Kumlu Buku. Ancient Amos five miles NE of Ciftlik. Ruins atop a bluff above the beach, including extensive coursed polygonal walls, inscribed blocks, and an altar to Dionysus (see Greek Gods To Know). On the beach below is a delightful luncheon stop belonging to the Hotel Dionysus, while at the other end of the beach is a restaurant featuring superb Beijing cuisine and unsurpassed ice cream crepes.
Marmaris. Seven miles north of Kumlu Buku, slight remains of ancient Physcus may be found behind the Tansas parking facility near the water front statue of Kemal Ataturk. Marmaris is otherwise a bazaar town full of crafty rug merchants, beach tourists, and waterfront restaurants, but featuring fine doner kebap and exquisite pizza. A fortress built in 1522 to house Suleiman The Magnificent while his fleet and armies assembled for the conquest of Rhodes now houses ancient statue torsos, heads, bas-reliefs, column pedestals, stellae, and amphora. Yacht-voyeurism, like Donald's "Marla" (present name unknown) and "Airwaves," one of the megayachts belonging to the Uzan family, beneficiaries of almost three billion dollars in un-repaid advances from Motorola and Nokia. In 480 BC, however, voyeurs watched Artemisia the Elder outfit galleys here for the Persian Xerxes, each about 128' in length and propelled by 170 Carian oarsmen.
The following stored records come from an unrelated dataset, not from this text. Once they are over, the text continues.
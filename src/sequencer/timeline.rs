// Timeline - Tick period and its accepted range
// One tick lasts `timing` seconds; every note lasts a whole number of ticks

use crate::sequencer::{SequencerError, SequencerResult};
use std::fmt;

/// Shortest accepted tick period, in seconds
pub const MIN_TIMING: f64 = 0.05;
/// Longest accepted tick period, in seconds
pub const MAX_TIMING: f64 = 5.0;
/// Tick period of a freshly built device
pub const DEFAULT_TIMING: f64 = 0.5;

/// Inclusive range of accepted tick periods
#[derive(Debug, Clone, Copy, PartialEq, serde::Serialize, serde::Deserialize)]
#[serde(default)]
pub struct TimingBounds {
    pub min: f64,
    pub max: f64,
}

impl TimingBounds {
    pub fn contains(&self, seconds: f64) -> bool {
        seconds.is_finite() && (self.min..=self.max).contains(&seconds)
    }

    /// Validate a raw value against the bounds
    pub fn check(&self, seconds: f64) -> SequencerResult<Timing> {
        if self.contains(seconds) {
            Ok(Timing(seconds))
        } else {
            Err(SequencerError::OutOfRange {
                value: seconds,
                min: self.min,
                max: self.max,
            })
        }
    }

    /// Parse and validate an operator-supplied number, e.g. "0.25"
    pub fn parse(&self, text: &str) -> SequencerResult<Timing> {
        let seconds = text
            .trim()
            .parse::<f64>()
            .map_err(|_| SequencerError::MalformedTiming(text.to_string()))?;
        if seconds.is_nan() {
            return Err(SequencerError::MalformedTiming(text.to_string()));
        }
        self.check(seconds)
    }
}

impl Default for TimingBounds {
    fn default() -> Self {
        Self {
            min: MIN_TIMING,
            max: MAX_TIMING,
        }
    }
}

/// Tick period in seconds
///
/// Only obtainable through [`TimingBounds::check`], so a stored value is
/// always inside the bounds it was checked against.
#[derive(Debug, Clone, Copy, PartialEq, PartialOrd)]
pub struct Timing(f64);

impl Timing {
    pub fn seconds(&self) -> f64 {
        self.0
    }

    /// Start time of the given tick relative to the first one
    pub fn tick_offset(&self, tick: u64) -> f64 {
        tick as f64 * self.0
    }
}

impl Default for Timing {
    fn default() -> Self {
        Timing(DEFAULT_TIMING)
    }
}

impl fmt::Display for Timing {
    fn fmt(&self, f: &mut fmt::Formatter<'_>) -> fmt::Result {
        write!(f, "{:.3} s/tick", self.0)
    }
}
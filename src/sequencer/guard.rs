// Session guard - Single exclusivity check between playback and reconfiguration
//
// Every mutating entry point of a device (notes, timing, instrument, links,
// loop toggle) goes through `ensure_reconfigurable` before touching state.
// Stop and reset never do.

use crate::sequencer::InvalidTransition;
use crate::sequencer::transport::PlaybackState;

/// Refuse `operation` while the device is playing or stopping
pub fn ensure_reconfigurable(
    state: PlaybackState,
    operation: &'static str,
) -> Result<(), InvalidTransition> {
    if state.is_busy() {
        Err(InvalidTransition::Busy(operation))
    } else {
        Ok(())
    }
}

#[cfg(test)]
mod tests {
    use super::*;

    #[test]
    fn test_idle_accepts_reconfiguration() {
        assert!(ensure_reconfigurable(PlaybackState::Idle, "set notes").is_ok());
    }

    #[test]
    fn test_busy_rejects_reconfiguration() {
        for state in [PlaybackState::Playing, PlaybackState::Stopping] {
            assert_eq!(
                ensure_reconfigurable(state, "set timing"),
                Err(InvalidTransition::Busy("set timing"))
            );
        }
    }

    #[test]
    fn test_busy_error_message() {
        let err = ensure_reconfigurable(PlaybackState::Playing, "link").unwrap_err();
        assert_eq!(err.to_string(), "cannot link while playing");
    }
}
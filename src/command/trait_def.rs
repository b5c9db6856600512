// Request, reply and handler signature

use crate::DeviceId;
use crate::sequencer::SequencerResult;
use crate::stage::Stage;
use serde::Deserialize;

/// One command from the signal bus
#[derive(Debug, Clone, PartialEq, Eq, Deserialize)]
pub struct CommandRequest {
    pub device: DeviceId,
    pub command: String,
    #[serde(default)]
    pub payload: String,
}

impl CommandRequest {
    pub fn new(device: DeviceId, command: impl Into<String>, payload: impl Into<String>) -> Self {
        Self {
            device,
            command: command.into(),
            payload: payload.into(),
        }
    }
}

/// Successful outcome, with an optional message for the operator
#[derive(Debug, Clone, Default, PartialEq, Eq)]
pub struct Reply {
    pub message: Option<String>,
}

impl Reply {
    pub fn ok() -> Self {
        Self::default()
    }

    pub fn message(message: impl Into<String>) -> Self {
        Self {
            message: Some(message.into()),
        }
    }
}

/// A command handler: target device and raw payload in, reply or error out
///
/// Errors leave the stage exactly as it was.
pub type Handler<C> = fn(&mut Stage<C>, DeviceId, &str) -> SequencerResult<Reply>;
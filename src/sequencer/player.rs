// Sequencer Player - Per-device playback state machine
// Idle -> Playing -> (Stopping ->) Idle, driven one tick at a time by the clock

use crate::DeviceId;
use crate::clock::{Clock, TimerId};
use crate::instrument::{Instrument, InstrumentCatalog};
use crate::messaging::NotificationKind;
use crate::sequencer::guard::ensure_reconfigurable;
use crate::sequencer::parser::{ErrorLog, ParserLimits, parse_with_limits};
use crate::sequencer::pattern::Schedule;
use crate::sequencer::timeline::{Timing, TimingBounds};
use crate::sequencer::transport::{LoopMode, PlaybackState};
use crate::sequencer::{InvalidTransition, SequencerError, SequencerResult};

/// Where playback is inside the schedule
#[derive(Debug, Clone, Copy, Default, PartialEq, Eq)]
struct Cursor {
    /// Next token to dispatch
    index: usize,
    /// Ticks the current token still occupies after its first one
    hold: u32,
    /// Completed passes (only grows while looping)
    pass: u32,
}

/// Read-only copy of a device's state, for display and comparison
#[derive(Debug, Clone, PartialEq)]
pub struct SequencerState {
    pub state: PlaybackState,
    pub notes_text: String,
    pub schedule: Schedule,
    pub timing: Timing,
    pub loop_mode: LoopMode,
    pub instrument: Option<Instrument>,
    pub error_log: ErrorLog,
    pub stop_requested: bool,
    pub anchored: bool,
}

/// One device's sequencer
///
/// Owns its composition and its playback timer. Link membership lives in
/// the ensemble linker, not here.
pub struct Sequencer {
    id: DeviceId,
    state: PlaybackState,
    notes_text: String,
    schedule: Schedule,
    error_log: ErrorLog,
    timing: Timing,
    bounds: TimingBounds,
    limits: ParserLimits,
    loop_mode: LoopMode,
    instrument: Option<Instrument>,
    stop_requested: bool,
    anchored: bool,
    cursor: Cursor,
    timer: Option<TimerId>,
    /// Effects produced since the last drain
    pending: Vec<NotificationKind>,
}

impl Sequencer {
    /// Create an idle, anchored sequencer with no notes
    pub fn new(
        id: DeviceId,
        timing: Timing,
        bounds: TimingBounds,
        limits: ParserLimits,
        instrument: Option<Instrument>,
    ) -> Self {
        Self {
            id,
            state: PlaybackState::Idle,
            notes_text: String::new(),
            schedule: Schedule::new(),
            error_log: ErrorLog::new(),
            timing,
            bounds,
            limits,
            loop_mode: LoopMode::Off,
            instrument,
            stop_requested: false,
            anchored: true,
            cursor: Cursor::default(),
            timer: None,
            pending: Vec::new(),
        }
    }

    pub fn id(&self) -> DeviceId {
        self.id
    }

    pub fn state(&self) -> PlaybackState {
        self.state
    }

    pub fn schedule(&self) -> &Schedule {
        &self.schedule
    }

    pub fn error_log(&self) -> &ErrorLog {
        &self.error_log
    }

    pub fn timing(&self) -> Timing {
        self.timing
    }

    pub fn loop_mode(&self) -> LoopMode {
        self.loop_mode
    }

    pub fn instrument(&self) -> Option<&Instrument> {
        self.instrument.as_ref()
    }

    pub fn is_anchored(&self) -> bool {
        self.anchored
    }

    pub fn timer(&self) -> Option<TimerId> {
        self.timer
    }

    pub fn snapshot(&self) -> SequencerState {
        SequencerState {
            state: self.state,
            notes_text: self.notes_text.clone(),
            schedule: self.schedule.clone(),
            timing: self.timing,
            loop_mode: self.loop_mode,
            instrument: self.instrument.clone(),
            error_log: self.error_log.clone(),
            stop_requested: self.stop_requested,
            anchored: self.anchored,
        }
    }

    /// Take the effects produced since the last call
    pub fn drain_events(&mut self) -> Vec<NotificationKind> {
        std::mem::take(&mut self.pending)
    }

    /// Session guard check for a reconfiguring operation
    pub fn ensure_reconfigurable(&self, operation: &'static str) -> SequencerResult<()> {
        ensure_reconfigurable(self.state, operation)?;
        Ok(())
    }

    /// Re-parse the note text, replacing schedule and error log wholesale
    pub fn set_notes(&mut self, text: &str) -> SequencerResult<()> {
        self.ensure_reconfigurable("set notes")?;

        let (schedule, errors) = parse_with_limits(text, &self.limits);
        self.notes_text = text.to_string();
        self.schedule = schedule;
        self.error_log = errors;
        self.pending.push(NotificationKind::ErrorsChanged {
            count: self.error_log.len(),
        });
        Ok(())
    }

    /// Replace the tick period. Out-of-range values leave the old one in place.
    pub fn set_timing(&mut self, seconds: f64) -> SequencerResult<()> {
        self.ensure_reconfigurable("set timing")?;
        self.timing = self.bounds.check(seconds)?;
        Ok(())
    }

    /// Same as [`Sequencer::set_timing`], from operator text
    pub fn set_timing_text(&mut self, text: &str) -> SequencerResult<()> {
        self.ensure_reconfigurable("set timing")?;
        self.timing = self.bounds.parse(text)?;
        Ok(())
    }

    pub fn set_instrument(
        &mut self,
        name: &str,
        catalog: &InstrumentCatalog,
    ) -> SequencerResult<()> {
        self.ensure_reconfigurable("set instrument")?;
        self.instrument = Some(catalog.resolve(name)?);
        Ok(())
    }

    /// Off <-> On, only while idle and never once locked
    pub fn toggle_loop(&mut self) -> SequencerResult<LoopMode> {
        self.ensure_reconfigurable("toggle loop")?;
        self.loop_mode = self.loop_mode.toggled()?;
        self.pending.push(NotificationKind::LoopModeChanged(self.loop_mode));
        Ok(self.loop_mode)
    }

    /// Permanently disable looping. Accepted in any state.
    pub fn lock_loop(&mut self) {
        if self.loop_mode != LoopMode::Locked {
            self.loop_mode = self.loop_mode.locked();
            self.pending.push(NotificationKind::LoopModeChanged(self.loop_mode));
        }
    }

    pub(crate) fn set_anchored(&mut self, anchored: bool) {
        self.anchored = anchored;
    }

    /// Validate and start playback with the first tick at `start_at`
    pub fn ready(&mut self, clock: &mut dyn Clock, start_at: f64) -> SequencerResult<()> {
        if self.state.is_busy() {
            return Err(InvalidTransition::Busy("play").into());
        }
        if !self.anchored {
            return Err(SequencerError::NotPlayable("device is not anchored".into()));
        }
        if self.schedule.is_empty() {
            return Err(SequencerError::NotPlayable("no notes to play".into()));
        }
        if self.instrument.is_none() {
            return Err(SequencerError::NotPlayable("no instrument selected".into()));
        }

        self.cursor = Cursor::default();
        self.stop_requested = false;
        self.timer = Some(clock.schedule_recurring(self.id, start_at, self.timing.seconds()));
        self.transition(PlaybackState::Playing);
        Ok(())
    }

    /// Ask playback to end at the next tick boundary. No-op unless playing.
    pub fn request_stop(&mut self) {
        if self.state == PlaybackState::Playing {
            self.stop_requested = true;
        }
    }

    /// Handle one timer fire
    ///
    /// Fires from a timer this device no longer owns are ignored.
    pub fn on_tick(&mut self, clock: &mut dyn Clock, timer: TimerId) {
        if self.state != PlaybackState::Playing || self.timer != Some(timer) {
            return;
        }

        if self.stop_requested {
            self.stop_requested = false;
            self.transition(PlaybackState::Stopping);
            self.finish(clock);
            return;
        }

        if self.cursor.hold > 0 {
            self.cursor.hold -= 1;
        } else {
            let Some(token) = self.schedule.get(self.cursor.index).copied() else {
                self.finish(clock);
                return;
            };

            if let (Some(pitch), Some(instrument)) = (token.sounding_pitch(), &self.instrument) {
                self.pending.push(NotificationKind::NoteDispatched {
                    instrument: instrument.clone(),
                    pitch,
                });
            }
            self.cursor.index += 1;
            self.cursor.hold = token.duration_ticks() - 1;
        }

        if self.cursor.hold == 0 && self.cursor.index >= self.schedule.len() {
            self.end_of_pass(clock);
        }
    }

    /// Cancel playback. A hard reset also forgets the composition.
    ///
    /// Accepted in any state; resetting an idle device is harmless.
    pub fn reset(&mut self, clock: &mut dyn Clock, hard: bool) {
        self.cancel_timer(clock);
        self.cursor = Cursor::default();
        self.stop_requested = false;
        if self.state != PlaybackState::Idle {
            self.transition(PlaybackState::Idle);
        }

        if hard {
            self.notes_text.clear();
            self.schedule = Schedule::new();
            self.error_log = ErrorLog::new();
            self.pending.push(NotificationKind::ErrorsChanged { count: 0 });
        }
    }

    fn end_of_pass(&mut self, clock: &mut dyn Clock) {
        if self.loop_mode.repeats() {
            self.cursor.index = 0;
            self.cursor.pass += 1;
            self.pending.push(NotificationKind::Looped {
                pass: self.cursor.pass,
            });
        } else {
            self.finish(clock);
        }
    }

    fn finish(&mut self, clock: &mut dyn Clock) {
        self.cancel_timer(clock);
        self.cursor = Cursor::default();
        self.transition(PlaybackState::Idle);
    }

    fn cancel_timer(&mut self, clock: &mut dyn Clock) {
        if let Some(timer) = self.timer.take() {
            clock.cancel(timer);
        }
    }

    fn transition(&mut self, state: PlaybackState) {
        log::debug!(target: "sequencer", "device {}: {} -> {}", self.id, self.state, state);
        self.state = state;
        self.pending.push(NotificationKind::StateChanged(state));
    }
}
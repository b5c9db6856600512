// Pianola - Text-notated sequencers driving shared instruments

pub mod clock;
pub mod command;
pub mod config;
pub mod ensemble;
pub mod instrument;
pub mod messaging;
pub mod sequencer;
pub mod stage;

use serde::{Deserialize, Serialize};
use std::fmt;

/// Stable identity of a sequencer device, allocated by the [`Stage`]
#[derive(Debug, Clone, Copy, PartialEq, Eq, PartialOrd, Ord, Hash, Serialize, Deserialize)]
#[serde(transparent)]
pub struct DeviceId(u32);

impl DeviceId {
    pub fn new(id: u32) -> Self {
        Self(id)
    }

    pub fn get(self) -> u32 {
        self.0
    }
}

impl fmt::Display for DeviceId {
    fn fmt(&self, f: &mut fmt::Formatter<'_>) -> fmt::Result {
        write!(f, "{}", self.0)
    }
}

// Re-export commonly used types for convenience
pub use clock::{Clock, TimerId, VirtualClock};
pub use command::{CommandRequest, CommandTable, Reply};
pub use config::{Config, ConfigError};
pub use ensemble::Linker;
pub use instrument::{Instrument, InstrumentCatalog};
pub use messaging::{
    Notification, NotificationConsumer, NotificationKind, create_notification_channel,
};
pub use sequencer::{
    ErrorLog, InvalidTransition, LoopMode, NoteToken, ParseError, Pitch, PlaybackState, Schedule,
    Sequencer, SequencerError, SequencerResult, Timing,
};
pub use stage::{DeviceSnapshot, Stage};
Ekincik. Twenty miles east of Marmaris, Ekincik Bay is a pine encircled bit of Utopia. And does it have a restaurant! One of the better full-menu dining establishments on the south coast, situated with a delightful view, the service impeccable. And beaches. And a river boat to ancient Caunos. You can read about Caunos in Herodotus's History, a city-state and maritime power until its citizens were dispatched in 545 BC by the Persian Harpagus. There remains nevertheless considerable evidence of the ancient city's revival under Mausolus of Caria and, of course, under the Romans. Dramatic rock tombs further up river near Dalyan and its fresh-water lake.
*The beginning of the end was probably less definite, rather a gradual consequence of hubris attached to empire and unbridled power following defeat of the Persians. Witness Donald Rumsfeld for personification of hubris and unbridled power following defeat of Saddam Hussein. For additional insight on Rumsfeld see the disclaimer at Cruising Alexander's Path.
Click on underlined Teal
Text words for additional
photographs and maps.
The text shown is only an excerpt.